The prestigious Nobel Prize for Chemistry for the year 2022 was awarded to Carolyn R Bertozzi, Morten Meldal and K Barry Sharpless jointly on Wednesday, 5 October, “for the development of click chemistry and bioorthogonal chemistry.”
"Barry Sharpless and Morten Meldal have laid the foundation for a functional form of chemistry – click chemistry – in which molecular building blocks snap together quickly and efficiently. Carolyn Bertozzi has taken click chemistry to a new dimension and started utilising it in living organisms," the Royal Swedish Academy of Sciences said in a statement.
Sharpless has won a Nobel prize for the second time, only the fifth individual to achieve such a feat. He had won the chemistry Nobel in 2001 as well.

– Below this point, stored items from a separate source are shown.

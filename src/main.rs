//! baidu_pan CLI - Transfer and manage files on Baidu Netdisk.

use std::path::{Path, PathBuf};

use anyhow::{Context, Result};
use clap::{Parser, Subcommand};
use dialoguer::Input;
use tracing_subscriber::{layer::SubscriberExt, util::SubscriberInitExt, EnvFilter};

use baidu_pan::models::format_size;
use baidu_pan::{
    remote_path, AuthState, Authenticator, ConfigLoader, OnDup, PanClient, PanError,
    TransferOptions, TransferReport,
};

/// Attempts at entering the authorization code before giving up.
const CODE_ATTEMPTS: usize = 3;

/// CLI tool for transferring files to and from Baidu Netdisk.
#[derive(Parser)]
#[command(name = "baidu_pan")]
#[command(author, version, about, long_about = None)]
struct Cli {
    /// Configuration file (defaults to ./.env, then ~/.env.baidu).
    #[arg(long, global = true, env = "BAIDU_PAN_CONFIG")]
    config: Option<PathBuf>,

    /// Show progress bars and debug logging.
    #[arg(long, short = 'v', global = true)]
    verbose: bool,

    #[command(subcommand)]
    command: Commands,
}

#[derive(Subcommand)]
enum Commands {
    /// Authorize this tool with a Baidu account.
    Login,

    /// Show the account and its storage quota.
    Whoami,

    /// List a remote directory.
    Ls {
        /// Remote path or pan.baidu.com URL.
        #[arg(default_value = "/")]
        path: String,

        /// Descend into subdirectories.
        #[arg(long, short = 'r')]
        recursive: bool,
    },

    /// Upload a file or folder.
    Upload {
        /// Local file or folder.
        local: PathBuf,

        /// Remote destination path (a trailing `/` keeps the local file name).
        remote: String,

        /// Replace existing remote files.
        #[arg(long)]
        overwrite: bool,

        /// Skip names matching these patterns when uploading a folder (e.g. `*.{log,tmp}`).
        #[arg(long, short = 'x')]
        exclude: Vec<String>,

        /// Print the transfer report as JSON.
        #[arg(long)]
        json: bool,
    },

    /// Download a remote file or directory.
    Download {
        /// Remote path or pan.baidu.com URL.
        remote: String,

        /// Local destination path (file or directory).
        #[arg(long, short = 't', default_value = ".")]
        to: PathBuf,

        /// Replace existing local files.
        #[arg(long)]
        overwrite: bool,

        /// Print the transfer report as JSON.
        #[arg(long)]
        json: bool,
    },

    /// Copy a remote file or directory into another directory.
    Cp {
        source: String,
        dest_dir: String,

        /// Replace an existing entry at the destination.
        #[arg(long)]
        overwrite: bool,
    },

    /// Move a remote file or directory into another directory.
    Mv {
        source: String,
        dest_dir: String,

        /// Replace an existing entry at the destination.
        #[arg(long)]
        overwrite: bool,
    },

    /// Rename a remote file or directory.
    Rename { path: String, new_name: String },

    /// Delete remote files or directories.
    Rm {
        #[arg(required = true)]
        paths: Vec<String>,
    },

    /// Search file names below a remote directory.
    Search {
        keyword: String,

        /// Directory to search.
        #[arg(long, short = 'd', default_value = "/")]
        dir: String,

        /// Search subdirectories too.
        #[arg(long, short = 'r')]
        recursive: bool,
    },
}

#[tokio::main]
async fn main() -> Result<()> {
    let cli = Cli::parse();
    init_logging(cli.verbose);

    let mut loader = ConfigLoader::new();
    if let Some(path) = &cli.config {
        loader = loader.with_path(path);
    }
    let config = loader.load().context("Failed to load configuration")?;
    let auth = Authenticator::from_config(config);

    if let Commands::Login = cli.command {
        authorize(&auth).await?;
        println!("Authorized.");
        return Ok(());
    }

    ensure_authorized(&auth).await?;
    let client = connect(auth).await?;

    match cli.command {
        Commands::Login => {}

        Commands::Whoami => {
            let user = client.user_info().await.context("Failed to get account info")?;
            let quota = client.quota().await.context("Failed to get quota")?;

            println!("Account: {} ({:?})", user.baidu_name, user.tier());
            println!("Netdisk: {}", user.netdisk_name);
            println!("Quota:   {}", quota);
        }

        Commands::Ls { path, recursive } => {
            let entries = if recursive {
                client.list_all(&path, true).await
            } else {
                client.list_dir(&path).await
            }
            .with_context(|| format!("Failed to list directory: {}", path))?;

            if entries.is_empty() {
                println!("No files found.");
            } else {
                println!("{:<20} {:>10} {:<4} {}", "FS_ID", "SIZE", "TYPE", "PATH");
                println!("{}", "-".repeat(100));
                for entry in entries {
                    println!("{}", entry);
                }
            }
        }

        Commands::Upload {
            local,
            remote,
            overwrite,
            exclude,
            json,
        } => {
            let options = TransferOptions::new()
                .overwrite(overwrite)
                .verbose(cli.verbose)
                .exclude(exclude);

            if local.is_dir() {
                println!("Uploading folder {} to {}...", local.display(), remote);
                let report = client
                    .upload()
                    .upload_folder(&local, &remote, &options)
                    .await
                    .with_context(|| format!("Failed to upload folder: {}", local.display()))?;
                finish_report(&report, json)?;
            } else {
                let destination = upload_destination(&local, &remote);
                print!("Uploading {}... ", local.display());

                let created = client
                    .upload()
                    .upload_file(&local, &destination, &options)
                    .await
                    .with_context(|| format!("Failed to upload file: {}", local.display()))?;

                println!("OK");
                println!("Saved to: {} ({})", created.path, format_size(created.size));
            }
        }

        Commands::Download {
            remote,
            to,
            overwrite,
            json,
        } => {
            let options = TransferOptions::new()
                .overwrite(overwrite)
                .verbose(cli.verbose);

            let entry = client
                .stat(&remote)
                .await
                .with_context(|| format!("Failed to find remote path: {}", remote))?;

            if entry.isdir {
                println!("Downloading directory {} to {}...", entry.path, to.display());
                let report = client
                    .downfile()
                    .downdir(&entry.path, &to, &options)
                    .await
                    .with_context(|| format!("Failed to download directory: {}", entry.path))?;
                finish_report(&report, json)?;
            } else {
                print!("Downloading {}... ", entry.path);

                let saved = client
                    .downfile()
                    .downfile(&entry.path, &to, &options)
                    .await
                    .with_context(|| format!("Failed to download file: {}", entry.path))?;

                println!("OK");
                println!("Saved to: {:?}", saved);
            }
        }

        Commands::Cp {
            source,
            dest_dir,
            overwrite,
        } => {
            client
                .copy(&source, &dest_dir, conflict_policy(overwrite))
                .await
                .with_context(|| format!("Failed to copy {} to {}", source, dest_dir))?;
            println!("Copied {} to {}", source, dest_dir);
        }

        Commands::Mv {
            source,
            dest_dir,
            overwrite,
        } => {
            client
                .move_to(&source, &dest_dir, conflict_policy(overwrite))
                .await
                .with_context(|| format!("Failed to move {} to {}", source, dest_dir))?;
            println!("Moved {} to {}", source, dest_dir);
        }

        Commands::Rename { path, new_name } => {
            client
                .rename(&path, &new_name)
                .await
                .with_context(|| format!("Failed to rename {}", path))?;
            println!("Renamed {} to {}", path, new_name);
        }

        Commands::Rm { paths } => {
            let targets: Vec<&str> = paths.iter().map(String::as_str).collect();
            client
                .delete(&targets)
                .await
                .context("Failed to delete")?;
            for path in &paths {
                println!("Deleted {}", path);
            }
        }

        Commands::Search {
            keyword,
            dir,
            recursive,
        } => {
            let entries = client
                .search(&keyword, &dir, recursive)
                .await
                .with_context(|| format!("Failed to search for {:?}", keyword))?;

            if entries.is_empty() {
                println!("No files found.");
            } else {
                for entry in entries {
                    println!("{}", entry);
                }
            }
        }
    }

    Ok(())
}

fn init_logging(verbose: bool) {
    let default_filter = if verbose { "baidu_pan=debug" } else { "baidu_pan=warn" };
    tracing_subscriber::registry()
        .with(EnvFilter::try_from_default_env().unwrap_or_else(|_| default_filter.into()))
        .with(tracing_subscriber::fmt::layer().with_writer(std::io::stderr))
        .init();
}

/// Run the authorization flow unless valid tokens are already stored.
async fn ensure_authorized(auth: &Authenticator) -> Result<()> {
    if auth.state().await == AuthState::Authorized {
        return Ok(());
    }
    println!("No stored authorization found.");
    authorize(auth).await
}

/// Connect, running the authorization flow again when the stored refresh
/// token has been rejected.
async fn connect(auth: Authenticator) -> Result<PanClient> {
    match PanClient::connect(auth.clone()).await {
        Err(PanError::TokenRefresh(reason)) => {
            println!("Stored authorization is no longer valid ({}).", reason);
            authorize(&auth).await?;
            PanClient::connect(auth)
                .await
                .context("Failed to connect to Baidu Netdisk")
        }
        result => result.context("Failed to connect to Baidu Netdisk"),
    }
}

async fn authorize(auth: &Authenticator) -> Result<()> {
    let url = auth
        .begin_authorization()
        .await
        .context("Failed to start authorization")?;

    println!("Open this URL in a browser and authorize access:");
    println!();
    println!("  {}", url);
    println!();

    for attempt in 1..=CODE_ATTEMPTS {
        let code: String = Input::new()
            .with_prompt("Authorization code")
            .interact_text()
            .context("Failed to read authorization code")?;

        match auth.submit_code(&code).await {
            Ok(()) => return Ok(()),
            Err(e) if attempt < CODE_ATTEMPTS => eprintln!("Error: {}", e),
            Err(e) => return Err(e).context("Authorization failed"),
        }
    }

    Ok(())
}

fn conflict_policy(overwrite: bool) -> OnDup {
    if overwrite {
        OnDup::Overwrite
    } else {
        OnDup::Fail
    }
}

/// Remote target for a single-file upload.
fn upload_destination(local: &Path, remote: &str) -> String {
    if !remote.ends_with('/') {
        return remote.to_string();
    }
    let name = local
        .file_name()
        .map(|n| n.to_string_lossy().into_owned())
        .unwrap_or_default();
    remote_path::join(remote, &name)
}

/// Print a batch report; fail the command when any file failed.
fn finish_report(report: &TransferReport, json: bool) -> Result<()> {
    if json {
        println!("{}", serde_json::to_string_pretty(report)?);
    } else {
        for (idx, unit) in report.units.iter().enumerate() {
            match unit.failure_reason() {
                None => println!("[{}/{}] {} OK", idx + 1, report.total(), unit.destination),
                Some(reason) => {
                    println!("[{}/{}] {} FAILED", idx + 1, report.total(), unit.destination);
                    eprintln!("  Error: {}", reason);
                }
            }
        }
        println!("Done: {}", report);
    }

    if report.failed_count() > 0 {
        anyhow::bail!("{} file(s) failed", report.failed_count());
    }
    Ok(())
}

The 2021 chemistry prize was awarded to two researchers — Benjamin List of Germany and Scotland-born David WC MacMillan — for their research into a greener, cleaner way to make molecules.
More About the Nobel Prize in Chemistry
Since 1901, the Nobel Prize in Chemistry has been awarded 114 times to 191 individuals. The award was not conferred on eight occasions, amidst the two world wars, in 1916, 1917, 1919, 1924, 1933, 1940, 1941 and 1942.
In the statutes of the Nobel Foundation it says, “If none of the works under consideration is found to be of the importance indicated in the first paragraph, the prize money shall be reserved until the following year. If, even then, the prize cannot be awarded, the amount shall be added to the Foundation’s restricted funds.”